YOUR OBJECTIVE: Below are the records; copy each line in which "OutputConfig" occurs.

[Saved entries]
= = = = =
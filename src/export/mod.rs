//! Export orchestration
//!
//! One export request runs the three reports as independent tokio tasks over
//! the same ledger location. They share the [`ParseCache`], so every ledger
//! file is read once per process no matter how many reports scan it. Each
//! task drives its own field of the request's [`JobState`] from `pending`
//! through `starting` to `finished in <secs>` or `failed: <reason>`.

use std::sync::Arc;
use std::time::Instant;

use bytes::Bytes;
use serde::Serialize;
use thiserror::Error;
use tracing::{error, info};

use crate::cache::ParseCache;
use crate::config::{Config, OutputConfig};
use crate::jobs::{JobRegistry, JobState, ReportStatus, RetentionLimits};
use crate::ledger::{LedgerError, LedgerSource, ParsedFile, StoredLedger};
use crate::observability::Metrics;
use crate::reports::{ReportKind, render};
use crate::storage::{StorageClient, StorageError};

#[derive(Debug, Error)]
pub enum ExportError {
    #[error(transparent)]
    Ledger(#[from] LedgerError),

    #[error(transparent)]
    Storage(#[from] StorageError),
}

pub type Result<T> = std::result::Result<T, ExportError>;

/// Maps a request and report to the artifact key it is written under
#[derive(Debug, Clone)]
pub struct ArtifactLayout {
    output: OutputConfig,
}

impl ArtifactLayout {
    pub fn from_config(output: &OutputConfig) -> Self {
        Self {
            output: output.clone(),
        }
    }

    /// `<request id>/<file>` when namespaced, the bare file name otherwise
    pub fn key(&self, request_id: &str, kind: ReportKind) -> String {
        let file = self.output.file_name(kind);

        if self.output.namespace_by_request {
            format!("{request_id}/{file}")
        } else {
            file.to_string()
        }
    }
}

impl Default for ArtifactLayout {
    fn default() -> Self {
        Self::from_config(&OutputConfig::default())
    }
}

/// Final state of a request once every report has settled
#[derive(Debug, Clone, PartialEq, Serialize)]
pub struct ExportSummary {
    pub request_id: String,
    #[serde(flatten)]
    pub state: JobState,
}

impl ExportSummary {
    pub fn has_failures(&self) -> bool {
        self.state.has_failures()
    }
}

#[derive(Clone, bon::Builder)]
pub struct ReportExporter {
    source: Arc<dyn LedgerSource>,
    cache: Arc<ParseCache>,
    artifacts: StorageClient,
    #[builder(default)]
    registry: Arc<JobRegistry>,
    #[builder(default)]
    layout: ArtifactLayout,
    #[builder(default)]
    metrics: Arc<Metrics>,
}

impl ReportExporter {
    /// Wire an exporter to the configured input and output directories
    pub fn from_config(config: &Config, metrics: Arc<Metrics>) -> Result<Self> {
        let input = StorageClient::local_existing(&config.ledger.input_dir)?;
        let artifacts = StorageClient::local(&config.output.dir)?;

        let cache = ParseCache::new(config.retention.cache_max_files, Arc::clone(&metrics));
        let registry = JobRegistry::new(RetentionLimits::from(&config.retention));

        Ok(Self::builder()
            .source(Arc::new(StoredLedger::new(input, config.ledger.max_file_bytes)))
            .cache(Arc::new(cache))
            .artifacts(artifacts)
            .registry(Arc::new(registry))
            .layout(ArtifactLayout::from_config(&config.output))
            .metrics(metrics)
            .build())
    }

    pub fn registry(&self) -> &Arc<JobRegistry> {
        &self.registry
    }

    pub fn metrics(&self) -> &Arc<Metrics> {
        &self.metrics
    }

    pub fn layout(&self) -> &ArtifactLayout {
        &self.layout
    }

    pub fn cache(&self) -> &Arc<ParseCache> {
        &self.cache
    }

    /// Number of ledger files visible in the input location
    pub async fn probe_input(&self) -> crate::ledger::Result<usize> {
        let names = self.source.list_files().await?;
        Ok(names
            .iter()
            .filter(|name| ReportKind::ALL.iter().any(|kind| kind.includes(name)))
            .count())
    }

    /// Register a request and run it in the background
    pub async fn start(&self) -> String {
        let request_id = self.registry.create().await;
        self.metrics.export_started();
        info!(request_id = %request_id, "Export requested");

        let exporter = self.clone();
        let id = request_id.clone();
        tokio::spawn(async move {
            exporter.run(&id).await;
        });

        request_id
    }

    /// Register a request and wait for it to settle
    pub async fn export_now(&self) -> ExportSummary {
        let request_id = self.registry.create().await;
        self.metrics.export_started();
        info!(request_id = %request_id, "Export started");
        self.run(&request_id).await
    }

    /// Run all reports of a registered request concurrently
    pub async fn run(&self, request_id: &str) -> ExportSummary {
        let tasks: Vec<_> = ReportKind::ALL
            .into_iter()
            .map(|kind| {
                let exporter = self.clone();
                let id = request_id.to_string();
                (kind, tokio::spawn(async move { exporter.run_report(&id, kind).await }))
            })
            .collect();

        for (kind, task) in tasks {
            if let Err(e) = task.await {
                error!(request_id, report = %kind, error = %e, "Report task aborted");
                self.metrics.report_failed();
                self.registry
                    .set_status(
                        request_id,
                        kind,
                        ReportStatus::Failed {
                            reason: format!("report task aborted: {e}"),
                        },
                    )
                    .await;
            }
        }

        ExportSummary {
            request_id: request_id.to_string(),
            state: self.registry.state(request_id).await,
        }
    }

    pub async fn state(&self, request_id: &str) -> JobState {
        self.registry.state(request_id).await
    }

    async fn run_report(&self, request_id: &str, kind: ReportKind) {
        self.registry
            .set_status(request_id, kind, ReportStatus::Starting)
            .await;
        let started = Instant::now();

        let status = match self.generate(request_id, kind).await {
            Ok(key) => {
                let elapsed = started.elapsed();
                self.metrics.report_finished();
                info!(
                    request_id,
                    report = %kind,
                    artifact = %key,
                    elapsed_secs = elapsed.as_secs_f64(),
                    "Report finished"
                );
                ReportStatus::Finished { elapsed }
            }
            Err(e) => {
                self.metrics.report_failed();
                error!(request_id, report = %kind, error = %e, "Report failed");
                ReportStatus::Failed {
                    reason: e.to_string(),
                }
            }
        };

        self.registry.set_status(request_id, kind, status).await;
    }

    /// Scan, compute and write one report; returns the artifact key
    async fn generate(&self, request_id: &str, kind: ReportKind) -> Result<String> {
        let files = self.scan(kind).await?;
        let body = render(&kind.compute(&files));

        let key = self.layout.key(request_id, kind);
        self.artifacts.upload(&key, Bytes::from(body)).await?;
        Ok(key)
    }

    async fn scan(&self, kind: ReportKind) -> Result<Vec<Arc<ParsedFile>>> {
        let names = self.source.list_files().await?;

        let mut files = Vec::new();
        for name in names.iter().filter(|name| kind.includes(name)) {
            files.push(self.cache.get_parsed_lines(self.source.as_ref(), name).await?);
        }
        Ok(files)
    }
}

#[cfg(test)]
mod tests {
    use super::*;
    use crate::humanize::ByteSize;
    use async_trait::async_trait;

    async fn ledger_with(files: &[(&str, &str)]) -> StorageClient {
        let storage = StorageClient::in_memory("ledger");
        for (name, content) in files {
            storage
                .upload(name, Bytes::from(content.to_string()))
                .await
                .unwrap();
        }
        storage
    }

    fn exporter(input: StorageClient, artifacts: StorageClient, layout: ArtifactLayout) -> ReportExporter {
        let metrics = Arc::new(Metrics::new());
        ReportExporter::builder()
            .source(Arc::new(StoredLedger::new(input, ByteSize::mib(1))))
            .cache(Arc::new(ParseCache::new(16, Arc::clone(&metrics))))
            .artifacts(artifacts)
            .layout(layout)
            .metrics(metrics)
            .build()
    }

    async fn artifact(storage: &StorageClient, key: &str) -> String {
        String::from_utf8(storage.download(key).await.unwrap().to_vec()).unwrap()
    }

    #[test]
    fn test_layout_keys() {
        let layout = ArtifactLayout::default();
        assert_eq!(layout.key("abc", ReportKind::Accounts), "abc/accounts.csv");
        assert_eq!(layout.key("abc", ReportKind::FinancialStatement), "abc/fs.csv");

        let legacy = ArtifactLayout::from_config(&OutputConfig {
            namespace_by_request: false,
            ..OutputConfig::default()
        });
        assert_eq!(legacy.key("abc", ReportKind::Yearly), "yearly.csv");

        let renamed = ArtifactLayout::from_config(&OutputConfig {
            accounts_file: "balances.csv".to_string(),
            ..OutputConfig::default()
        });
        assert_eq!(renamed.key("abc", ReportKind::Accounts), "abc/balances.csv");
    }

    #[tokio::test]
    async fn test_probe_input_counts_ledger_files() {
        let input = ledger_with(&[
            ("a.csv", "2023-01-01,Cash,,100,0"),
            ("fs.csv", "2023-01-01,Cash,,1,0"),
            ("notes.txt", "not a ledger"),
            ("B.CSV", "2023-01-01,Cash,,1,0"),
        ])
        .await;
        let exporter = exporter(input, StorageClient::in_memory("out"), ArtifactLayout::default());

        assert_eq!(exporter.probe_input().await.unwrap(), 2);
    }

    #[tokio::test]
    async fn test_export_writes_all_reports() {
        let input = ledger_with(&[("a.csv", "2023-01-01,Cash,,100,0")]).await;
        let out = StorageClient::in_memory("out");
        let exporter = exporter(input, out.clone(), ArtifactLayout::default());

        let summary = exporter.export_now().await;

        assert!(summary.state.is_complete());
        assert!(!summary.has_failures());
        assert!(summary.state.accounts.to_string().starts_with("finished in "));

        let id = &summary.request_id;
        assert_eq!(
            artifact(&out, &format!("{id}/accounts.csv")).await,
            "Account,Balance\nCash,100.00"
        );
        assert_eq!(
            artifact(&out, &format!("{id}/yearly.csv")).await,
            "Financial Year,Cash Balance\n2023,100.00"
        );
        assert!(
            artifact(&out, &format!("{id}/fs.csv"))
                .await
                .starts_with("Basic Financial Statement\n")
        );
    }

    #[tokio::test]
    async fn test_each_file_read_once_per_export() {
        let input = ledger_with(&[
            ("a.csv", "2023-01-01,Cash,,100,0"),
            ("b.csv", "2023-02-01,Cash,,0,40"),
            ("notes.txt", "not a ledger"),
        ])
        .await;
        let exporter = exporter(input, StorageClient::in_memory("out"), ArtifactLayout::default());

        exporter.export_now().await;

        let metrics = exporter.metrics().snapshot();
        assert_eq!(metrics.cache_misses, 2);
        assert_eq!(metrics.cache_hits, 4);
        assert_eq!(metrics.reports_finished, 3);
    }

    #[tokio::test]
    async fn test_previous_outputs_are_skipped_by_their_reports() {
        let input = ledger_with(&[
            ("a.csv", "2023-01-01,Cash,,100,0"),
            ("yearly.csv", "2020-01-01,Cash,,5,0"),
        ])
        .await;
        let out = StorageClient::in_memory("out");
        let exporter = exporter(input, out.clone(), ArtifactLayout::default());

        let id = exporter.export_now().await.request_id;

        assert_eq!(
            artifact(&out, &format!("{id}/yearly.csv")).await,
            "Financial Year,Cash Balance\n2023,100.00"
        );
        assert_eq!(
            artifact(&out, &format!("{id}/accounts.csv")).await,
            "Account,Balance\nCash,105.00"
        );
    }

    #[tokio::test]
    async fn test_legacy_layout_overwrites() {
        let input = ledger_with(&[("a.csv", "2023-01-01,Cash,,100,0")]).await;
        let out = StorageClient::in_memory("out");
        let layout = ArtifactLayout::from_config(&OutputConfig {
            namespace_by_request: false,
            ..OutputConfig::default()
        });
        let exporter = exporter(input, out.clone(), layout);

        exporter.export_now().await;
        exporter.export_now().await;

        let mut names: Vec<_> = out.list().await.unwrap().into_iter().map(|e| e.name).collect();
        names.sort();
        assert_eq!(names, vec!["accounts.csv", "fs.csv", "yearly.csv"]);
    }

    struct BrokenSource;

    #[async_trait]
    impl LedgerSource for BrokenSource {
        fn location(&self) -> &str {
            "memory://broken"
        }

        async fn list_files(&self) -> crate::ledger::Result<Vec<String>> {
            Ok(vec!["gone.csv".to_string()])
        }

        async fn read_file(&self, name: &str) -> crate::ledger::Result<String> {
            Err(LedgerError::NotFound(name.to_string()))
        }
    }

    #[tokio::test]
    async fn test_read_failure_is_reported() {
        let metrics = Arc::new(Metrics::new());
        let exporter = ReportExporter::builder()
            .source(Arc::new(BrokenSource))
            .cache(Arc::new(ParseCache::new(4, Arc::clone(&metrics))))
            .artifacts(StorageClient::in_memory("out"))
            .metrics(Arc::clone(&metrics))
            .build();

        let summary = exporter.export_now().await;

        assert!(summary.has_failures());
        for kind in ReportKind::ALL {
            assert_eq!(
                summary.state.get(kind).to_string(),
                "failed: Ledger file not found: gone.csv"
            );
        }
        assert_eq!(metrics.snapshot().reports_failed, 3);
    }

    #[tokio::test]
    async fn test_start_returns_before_completion() {
        let input = ledger_with(&[("a.csv", "2023-01-01,Cash,,100,0")]).await;
        let exporter = exporter(input, StorageClient::in_memory("out"), ArtifactLayout::default());

        let id = exporter.start().await;
        let state = exporter.state(&id).await;
        for kind in ReportKind::ALL {
            assert_ne!(state.get(kind), &ReportStatus::Idle);
        }

        for _ in 0..200 {
            if exporter.state(&id).await.is_complete() {
                break;
            }
            tokio::time::sleep(std::time::Duration::from_millis(5)).await;
        }
        assert!(exporter.state(&id).await.is_complete());
    }

    #[tokio::test]
    async fn test_summary_json_is_flat() {
        let exporter = exporter(
            ledger_with(&[]).await,
            StorageClient::in_memory("out"),
            ArtifactLayout::default(),
        );
        let summary = exporter.export_now().await;
        let value = serde_json::to_value(&summary).unwrap();

        assert_eq!(value["request_id"], summary.request_id.as_str());
        assert!(value["fs"].as_str().unwrap().starts_with("finished in "));
    }
}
= = = = =
RESPONSE FOR THIS EXERCISE:
use crate::config::{Config, OutputConfig};
    output: OutputConfig,
    pub fn from_config(output: &OutputConfig) -> Self {
        Self::from_config(&OutputConfig::default())
        let legacy = ArtifactLayout::from_config(&OutputConfig {
            ..OutputConfig::default()
        let renamed = ArtifactLayout::from_config(&OutputConfig {
            ..OutputConfig::default()
        let layout = ArtifactLayout::from_config(&OutputConfig {
            ..OutputConfig::default()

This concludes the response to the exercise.